The Times News from Pennsylvania. “In northwestern Pennsylvania…the number of foreclosed properties listed for sheriff’s sale (is) changing the way people buy homes.”

“That number has been rising steadily since 1999 when 218 properties were listed for sheriff’s sale. After putting a record 636 properties up for sale in 2006, the Erie County Sheriff’s Office saw that total grow by more than 12 percent in 2007, with 716 properties listed for sale before the end of this year.”

“Among the Erie County real estate sales figures for October, Dennis Weed, a Realtor for Century 21 Stover Real Estate, finds another troubling statistic. Weed said nearly 20 percent of the month’s 437 sales involved lenders foreclosing on properties or selling their foreclosures.”

“‘It used to be anybody could get a loan,’ he said. ‘All you had to do was call around.’ Now, Weed said, he’s had clients who have decided to put off buying for a year until they can improve their credit scores.”

From WJZ.com in Maryland. “Last month, the housing market took a big hit in the Baltimore area as home sales saw the largest drop in eight years. There are too many houses and not enough buyers. Experts say that’s just one reason home sales have plummeted. The last time sales dropped this low was back in 1999.”

“‘There were too many people who were able to access credit earlier in this decade. [There were] people who really couldn’t afford the homes that they purchased and as a result, many homes were built,’ said local economist Anirban Basu.”

“That leads to too much supply. Basu says the only way to clear the inventory is for prices to fall.”

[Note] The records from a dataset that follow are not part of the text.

use crate::group::{Leaderboard, LeaderboardEntry, Player, PlayerId, RosterEntry};
use std::collections::HashMap;

/// Scores for one group, keyed by player.
///
/// Not synchronized on its own; the owning session serializes access.
#[derive(Debug, Default, Clone)]
pub struct ScoreLedger {
    roster: Vec<RosterEntry>,
    scores: HashMap<PlayerId, i64>,
}

impl ScoreLedger {
    pub fn new() -> Self {
        Default::default()
    }

    /// Seeds the ledger from stored records, keeping their order and scores.
    pub fn from_players(players: &[Player]) -> Self {
        let mut ledger = Self::new();
        for player in players {
            ledger.roster.push(RosterEntry {
                id: player.id,
                username: player.username.clone(),
            });
            ledger.scores.insert(player.id, player.score);
        }
        ledger
    }

    /// Adds a newly joined player at the end of the roster with a score of 0.
    pub fn insert(&mut self, player: &Player) {
        if self.contains(&player.id) {
            return;
        }
        self.roster.push(RosterEntry {
            id: player.id,
            username: player.username.clone(),
        });
        self.scores.insert(player.id, 0);
    }

    pub fn contains(&self, player_id: &PlayerId) -> bool {
        self.scores.contains_key(player_id)
    }

    pub fn score(&self, player_id: &PlayerId) -> Option<i64> {
        self.scores.get(player_id).copied()
    }

    /// Returns the new score, or `None` for a player the ledger doesn't know.
    pub fn apply_delta(&mut self, player_id: &PlayerId, delta: i64) -> Option<i64> {
        let score = self.scores.get_mut(player_id)?;
        *score = score.saturating_add(delta);
        Some(*score)
    }

    pub fn reset(&mut self) {
        self.scores.values_mut().for_each(|score| *score = 0);
    }

    pub fn roster(&self) -> &[RosterEntry] {
        &self.roster
    }

    /// Player records carrying their current scores, in join order.
    pub fn players(&self) -> Vec<Player> {
        self.roster
            .iter()
            .map(|entry| Player {
                id: entry.id,
                username: entry.username.clone(),
                score: self.score(&entry.id).unwrap_or_default(),
            })
            .collect()
    }

    pub fn snapshot(&self) -> Leaderboard {
        rank(
            self.roster
                .iter()
                .map(|entry| (entry.username.as_str(), self.score(&entry.id).unwrap_or_default())),
        )
    }
}

/// Orders `(username, score)` pairs given in join order: highest score first,
/// equal scores keep their join order.
pub fn rank<'a>(entries: impl IntoIterator<Item = (&'a str, i64)>) -> Leaderboard {
    let mut leaderboard: Leaderboard = entries
        .into_iter()
        .map(|(username, score)| LeaderboardEntry {
            username: username.to_string(),
            score,
        })
        .collect();
    // sort_by is stable
    leaderboard.sort_by(|a, b| b.score.cmp(&a.score));
    leaderboard
}
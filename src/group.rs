use chrono::{DateTime, Utc};
use serde::{Deserialize, Serialize};

pub use game_group_protocol::{
    GroupId, GroupSnapshot, LeaderboardEntry, Phase, PlayerId, RosterEntry,
};

pub const DEFAULT_MAX_PLAYERS: u32 = 5;
pub const DEFAULT_GAME_TIMER_SECONDS: u64 = 15;

/// Ranked `(username, score)` pairs, best first.
pub type Leaderboard = Vec<LeaderboardEntry>;

#[derive(Debug, Clone, PartialEq, Eq, Serialize, Deserialize)]
pub struct Player {
    pub id: PlayerId,
    pub username: String,
    pub score: i64,
}

#[derive(Debug, Clone, PartialEq, Eq, Serialize, Deserialize)]
pub struct Group {
    pub id: GroupId,
    pub name: String,
    pub max_players: u32,
    pub game_timer_seconds: u64,
    /// Join order is significant: it breaks leaderboard ties.
    pub players: Vec<PlayerId>,
    pub phase: Phase,
    /// Rounds started so far.
    #[serde(default)]
    pub round: u64,
    pub created_at: DateTime<Utc>,
}

impl Group {
    pub fn is_full(&self) -> bool {
        self.players.len() >= self.max_players as usize
    }

    pub fn has_player(&self, player_id: &PlayerId) -> bool {
        self.players.contains(player_id)
    }
}

#[derive(Debug, Clone, PartialEq, Eq)]
pub struct NewGroup {
    pub name: String,
    pub max_players: u32,
    pub game_timer_seconds: u64,
}

impl NewGroup {
    pub fn named(name: impl Into<String>) -> Self {
        Self {
            name: name.into(),
            max_players: DEFAULT_MAX_PLAYERS,
            game_timer_seconds: DEFAULT_GAME_TIMER_SECONDS,
        }
    }
}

“‘Sellers–if they’re looking to move their homes very quickly–then they have to price to this market. They have to be aggressive in prices and they have to be realistic about pricing. Many are not, which is one of the reasons home sales aren’t being made,’ said Basu.”

The Baltimore Sun from Maryland. “The number of homes sold in Baltimore and the five surrounding counties in October totaled 1,918, down 31.74 percent from a year earlier, according to Metropolitan Regional Information Systems Inc. It was the biggest year-to-year drop recorded since MRIS began tracking homes sold through the MLS in 1999.”

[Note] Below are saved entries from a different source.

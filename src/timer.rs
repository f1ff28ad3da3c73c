use std::future::Future;
use std::sync::atomic::{AtomicU8, Ordering};
use std::sync::Arc;
use std::time::Duration;
use tokio::task::AbortHandle;

const PENDING: u8 = 0;
const FIRED: u8 = 1;
const CANCELLED: u8 = 2;

/// A one-shot delayed callback for a running round.
///
/// Expiry and cancellation race on a single compare-and-swap, so exactly one
/// of them wins. Dropping the timer cancels it.
#[derive(Debug)]
pub struct RoundTimer {
    state: Arc<AtomicU8>,
    task: AbortHandle,
}

impl RoundTimer {
    pub fn start<F, Fut>(duration: Duration, on_expire: F) -> Self
    where
        F: FnOnce() -> Fut + Send + 'static,
        Fut: Future<Output = ()> + Send + 'static,
    {
        let state = Arc::new(AtomicU8::new(PENDING));
        let task = tokio::spawn({
            let state = state.clone();
            async move {
                tokio::time::sleep(duration).await;
                if state
                    .compare_exchange(PENDING, FIRED, Ordering::AcqRel, Ordering::Acquire)
                    .is_ok()
                {
                    on_expire().await;
                }
            }
        })
        .abort_handle();

        Self { state, task }
    }

    /// Returns `true` if this call stopped the timer before it fired.
    /// Later calls, and calls after expiry, return `false`.
    pub fn cancel(&self) -> bool {
        let cancelled = self
            .state
            .compare_exchange(PENDING, CANCELLED, Ordering::AcqRel, Ordering::Acquire)
            .is_ok();
        if cancelled {
            self.task.abort();
        }
        cancelled
    }

    pub fn is_pending(&self) -> bool {
        self.state.load(Ordering::Acquire) == PENDING
    }

    pub fn has_fired(&self) -> bool {
        self.state.load(Ordering::Acquire) == FIRED
    }
}

impl Drop for RoundTimer {
    fn drop(&mut self) {
        self.cancel();
    }
}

“‘Buyers are hesitating to make any kind of decision,’ said Sonya Francis, an agent in Catonsville. ‘Buyers don’t feel they should be paying the price the seller has listed. They’re looking at a $400,000 house and saying it’s only worth $350,000.’”

“‘Sellers are beginning to realize it’s not 2005 anymore,’ said Melvina Brown, an agent in Ellicott City. ‘I tell people they’re not going to make the money you made in 2005, that’s long gone.’”

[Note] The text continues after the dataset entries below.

use crate::{
    error::SessionError,
    group::{GroupId, Player, PlayerId},
    state::ServerState,
};
use axum::{
    extract::{
        ws::{Message, WebSocket, WebSocketUpgrade},
        Query, State,
    },
    http::StatusCode,
    response::{IntoResponse, Response},
};
use futures::{stream::SplitSink, SinkExt, StreamExt};
use game_group_protocol::{ClientEvent, ServerEvent};
use serde::Deserialize;
use std::sync::Arc;
use tokio_stream::wrappers::{errors::BroadcastStreamRecvError, BroadcastStream};
use tracing::{debug, error, info, warn};

#[derive(Debug, Deserialize)]
pub struct ConnectParams {
    player_id: Option<PlayerId>,
}

/// `GET /ws?player_id=<uuid>`
pub async fn ws_handler(
    State(state): State<ServerState>,
    Query(params): Query<ConnectParams>,
    ws: WebSocketUpgrade,
) -> Response {
    let Some(player_id) = params.player_id else {
        return (StatusCode::UNAUTHORIZED, "Missing player_id").into_response();
    };

    let player = match state.store.get_players_by_ids(&[player_id]).await {
        Ok(players) => match players.into_iter().next() {
            Some(player) => player,
            None => return (StatusCode::NOT_FOUND, "Unknown player").into_response(),
        },
        Err(e) => {
            error!(%player_id, "failed to load player: {e}");
            return (StatusCode::SERVICE_UNAVAILABLE, "Roster store unavailable").into_response();
        }
    };

    ws.on_upgrade(move |socket| handle_socket(socket, state, player))
}

/// The group a connection currently follows.
struct Subscription {
    group_id: GroupId,
    events: BroadcastStream<Arc<ServerEvent>>,
}

impl Subscription {
    fn follow(state: &ServerState, group_id: GroupId) -> Self {
        Self {
            group_id,
            events: BroadcastStream::new(state.gateway.subscribe(group_id)),
        }
    }

    fn release(self, state: &ServerState) {
        let group_id = self.group_id;
        drop(self.events);
        state.gateway.release(group_id);
    }
}

async fn next_broadcast(
    subscription: &mut Option<Subscription>,
) -> Option<Result<Arc<ServerEvent>, BroadcastStreamRecvError>> {
    match subscription {
        Some(subscription) => subscription.events.next().await,
        None => std::future::pending().await,
    }
}

async fn send(sink: &mut SplitSink<WebSocket, Message>, event: &ServerEvent) -> bool {
    match sink.send(Message::Text(event.to_string())).await {
        Ok(()) => true,
        Err(e) => {
            debug!("failed to send {}: {e}", event.name());
            false
        }
    }
}

fn rejection(err: &SessionError) -> ServerEvent {
    ServerEvent::error(err.code(), err.to_string())
}

async fn handle_socket(socket: WebSocket, state: ServerState, player: Player) {
    let player_id = player.id;
    info!(%player_id, username = %player.username, "connection opened");

    let (mut sink, mut stream) = socket.split();
    let mut subscription: Option<Subscription> = None;

    loop {
        tokio::select! {
            message = stream.next() => {
                let text = match message {
                    Some(Ok(Message::Text(text))) => text,
                    Some(Ok(Message::Close(_))) | None => {
                        info!(%player_id, "connection closed by client");
                        break;
                    }
                    Some(Ok(_)) => continue,
                    Some(Err(e)) => {
                        warn!(%player_id, "unrecoverable socket error: {e:?}");
                        break;
                    }
                };

                let event = match text.parse::<ClientEvent>() {
                    Ok(event) => event,
                    Err(e) => {
                        warn!(%player_id, "malformed event: {e}");
                        if !send(&mut sink, &ServerEvent::error("bad_request", e.to_string())).await {
                            break;
                        }
                        continue;
                    }
                };
                debug!(%player_id, event = event.name(), group_id = %event.group_id(), "inbound event");

                let reply = match event {
                    ClientEvent::JoinGroup { group_id } => {
                        if subscription.as_ref().map(|s| s.group_id) != Some(group_id) {
                            if let Some(previous) = subscription.take() {
                                previous.release(&state);
                            }
                            subscription = Some(Subscription::follow(&state, group_id));
                        }
                        match state.coordinator.join(group_id, player_id).await {
                            Ok(group) => Some(ServerEvent::JoinedGroup { group }),
                            Err(err) => {
                                if matches!(err, SessionError::NotFound(_)) {
                                    if let Some(unknown) = subscription.take() {
                                        unknown.release(&state);
                                    }
                                }
                                Some(rejection(&err))
                            }
                        }
                    }
                    ClientEvent::UpdateScore { group_id, delta } => state
                        .coordinator
                        .update_score(group_id, player_id, delta)
                        .await
                        .err()
                        .map(|err| rejection(&err)),
                };

                if let Some(reply) = reply {
                    if !send(&mut sink, &reply).await {
                        break;
                    }
                }
            }
            Some(broadcast) = next_broadcast(&mut subscription) => {
                match broadcast {
                    Ok(event) => {
                        if !send(&mut sink, &event).await {
                            break;
                        }
                    }
                    Err(BroadcastStreamRecvError::Lagged(skipped)) => {
                        warn!(%player_id, skipped, "connection lagged behind group events");
                    }
                }
            }
        }
    }

    if let Some(subscription) = subscription.take() {
        subscription.release(&state);
    }
    info!(%player_id, "connection finished");
}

“John and Amy Cooney, architects who gutted and redesigned their Fells Point rowhouse with a custom oak staircase, a heated kitchen floor, glass block walls and a sky bridge to a carriage house, put the home on the market for $889,000 and got a contract last month, after just 13 days. But a month later, the buyers backed out of the contract.”

“‘It’s frustrating,’ said John Cooney, who will be relocating to Portland, Ore. ‘In a hot market three years ago, you’d have three or four offers lined up. Luckily, we don’t have a time frame and are not in a position that I have to sell it.’”

“Metrostudy said this week that the region, which it defines as Washington, Northern Virginia and Maryland minus the Eastern Shore and far western edge, is in better shape than most of the markets it follows. But the continually increasing stock of unsold existing homes is a problem for builders, who aren’t immune to that competition. And on top of that, local builders are feeling the mortgage crunch.”

“Sales in the region dropped about 50 percent last month, compared with September, Metrostudy said. The cancellation rate was 60 percent. ‘The banks are going into a bunker mentality,’ said Kenneth Wenhold, Metrostudy’s director for Maryland and Virginia. ‘It’s a major problem.’”

The Daily Press from Virginia. “When Pennsylvania-based Fulton Financial announced in 2004 that it would buy Virginia Beach-based Resource Bank, it looked like a simple, logical combination of small community banks.”

“But the deal has become a gigantic headache for Fulton. It soon became apparent that Resource, which was one of the leading mortgage lenders in Hampton Roads, had embraced some of the industry’s lax lending practices and run up huge liabilities.”

“‘The management of Resource Mortgage has been replaced,’ said Fulton CEO R. Scott Smith on a recent conference call. ‘and the offices giving rise to virtually all of these potential losses have been either closed or are in the process of being shutdown.’”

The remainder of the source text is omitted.